*** Dataset
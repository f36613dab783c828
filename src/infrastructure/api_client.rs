use async_trait::async_trait;
use reqwest::multipart::{Form, Part};
use reqwest::{Client, RequestBuilder, Response};
use serde::de::DeserializeOwned;
use serde_json::Value;
use std::path::Path;
use std::time::Duration;
use tracing::{debug, warn};
use url::Url;

use crate::application::use_cases::session::SessionBackend;
use crate::domain::error::ClientError;
use crate::domain::upload_record::{AnalyzeResponse, UploadSummary};
use crate::domain::user::{AuthToken, Credentials};
use crate::infrastructure::config::ClientConfig;

/// HTTP client for the visualizer API.
pub struct ApiClient {
    client: Client,
    base_url: Url,
    request_timeout: Duration,
}

impl ApiClient {
    pub fn new(config: &ClientConfig) -> Result<Self, ClientError> {
        let base_url = normalize_base(&config.base_url)?;
        let client = Client::builder()
            .build()
            .map_err(|e| ClientError::Network(e.to_string()))?;
        Ok(Self {
            client,
            base_url,
            request_timeout: config.request_timeout(),
        })
    }

    pub fn base_url(&self) -> &Url {
        &self.base_url
    }

    pub fn endpoint(&self, path: &str) -> Result<Url, ClientError> {
        self.base_url
            .join(path)
            .map_err(|e| ClientError::InvalidResponse(format!("Bad endpoint {}: {}", path, e)))
    }

    async fn post_credentials(
        &self,
        path: &str,
        credentials: &Credentials,
    ) -> Result<AuthToken, ClientError> {
        let request = self
            .client
            .post(self.endpoint(path)?)
            .timeout(self.request_timeout)
            .json(credentials);
        send_json(request).await
    }
}

#[async_trait]
impl SessionBackend for ApiClient {
    async fn login(&self, credentials: &Credentials) -> Result<AuthToken, ClientError> {
        self.post_credentials("login/", credentials).await
    }

    async fn register(&self, credentials: &Credentials) -> Result<AuthToken, ClientError> {
        self.post_credentials("register/", credentials).await
    }

    async fn upload(&self, token: &str, path: &Path) -> Result<AnalyzeResponse, ClientError> {
        let bytes = tokio::fs::read(path)
            .await
            .map_err(|e| ClientError::Io(format!("{}: {}", path.display(), e)))?;
        let file_name = path
            .file_name()
            .map(|n| n.to_string_lossy().into_owned())
            .unwrap_or_else(|| "upload.csv".to_string());
        debug!(file = %file_name, size = bytes.len(), "Uploading file");

        let part = Part::bytes(bytes)
            .file_name(file_name)
            .mime_str("text/csv")
            .map_err(|e| ClientError::InvalidResponse(e.to_string()))?;
        let request = self
            .client
            .post(self.endpoint("analyze/")?)
            .header(reqwest::header::AUTHORIZATION, token_header(token))
            .multipart(Form::new().part("file", part));
        send_json(request).await
    }

    async fn history(&self, token: &str) -> Result<Vec<UploadSummary>, ClientError> {
        let request = self
            .client
            .get(self.endpoint("analyze/")?)
            .timeout(self.request_timeout)
            .header(reqwest::header::AUTHORIZATION, token_header(token));
        send_json(request).await
    }
}

fn token_header(token: &str) -> String {
    format!("Token {}", token)
}

/// Joins need a trailing slash, otherwise the last segment is replaced.
fn normalize_base(base: &str) -> Result<Url, ClientError> {
    let trimmed = base.trim();
    let with_slash = if trimmed.ends_with('/') {
        trimmed.to_string()
    } else {
        format!("{}/", trimmed)
    };
    Url::parse(&with_slash)
        .map_err(|e| ClientError::InvalidResponse(format!("Invalid base URL {}: {}", base, e)))
}

async fn send_json<T: DeserializeOwned>(request: RequestBuilder) -> Result<T, ClientError> {
    let response = request
        .send()
        .await
        .map_err(|e| ClientError::Network(e.to_string()))?;
    decode(response).await
}

async fn decode<T: DeserializeOwned>(response: Response) -> Result<T, ClientError> {
    let status = response.status();
    let text = response
        .text()
        .await
        .map_err(|e| ClientError::Network(e.to_string()))?;

    if !status.is_success() {
        let message = error_message(&text)
            .unwrap_or_else(|| format!("Request failed with status {}", status.as_u16()));
        warn!(status = status.as_u16(), message = %message, "API request failed");
        return Err(ClientError::Server {
            status: status.as_u16(),
            message,
        });
    }

    serde_json::from_str(&text).map_err(|e| ClientError::InvalidResponse(e.to_string()))
}

/// Pulls a display message out of an error body.
///
/// Order: `error`, then `detail`, then the first field-level message.
pub fn error_message(body: &str) -> Option<String> {
    let value: Value = serde_json::from_str(body).ok()?;
    let object = value.as_object()?;

    for key in ["error", "detail"] {
        if let Some(Value::String(message)) = object.get(key) {
            return Some(message.clone());
        }
    }

    object.values().find_map(|value| match value {
        Value::Array(items) => items.iter().find_map(|item| item.as_str().map(str::to_string)),
        Value::String(message) => Some(message.clone()),
        _ => None,
    })
}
******
### What to work on
Please report the number of lines in the listing that include "SessionBackend", and add nothing to it.

### Written solution
2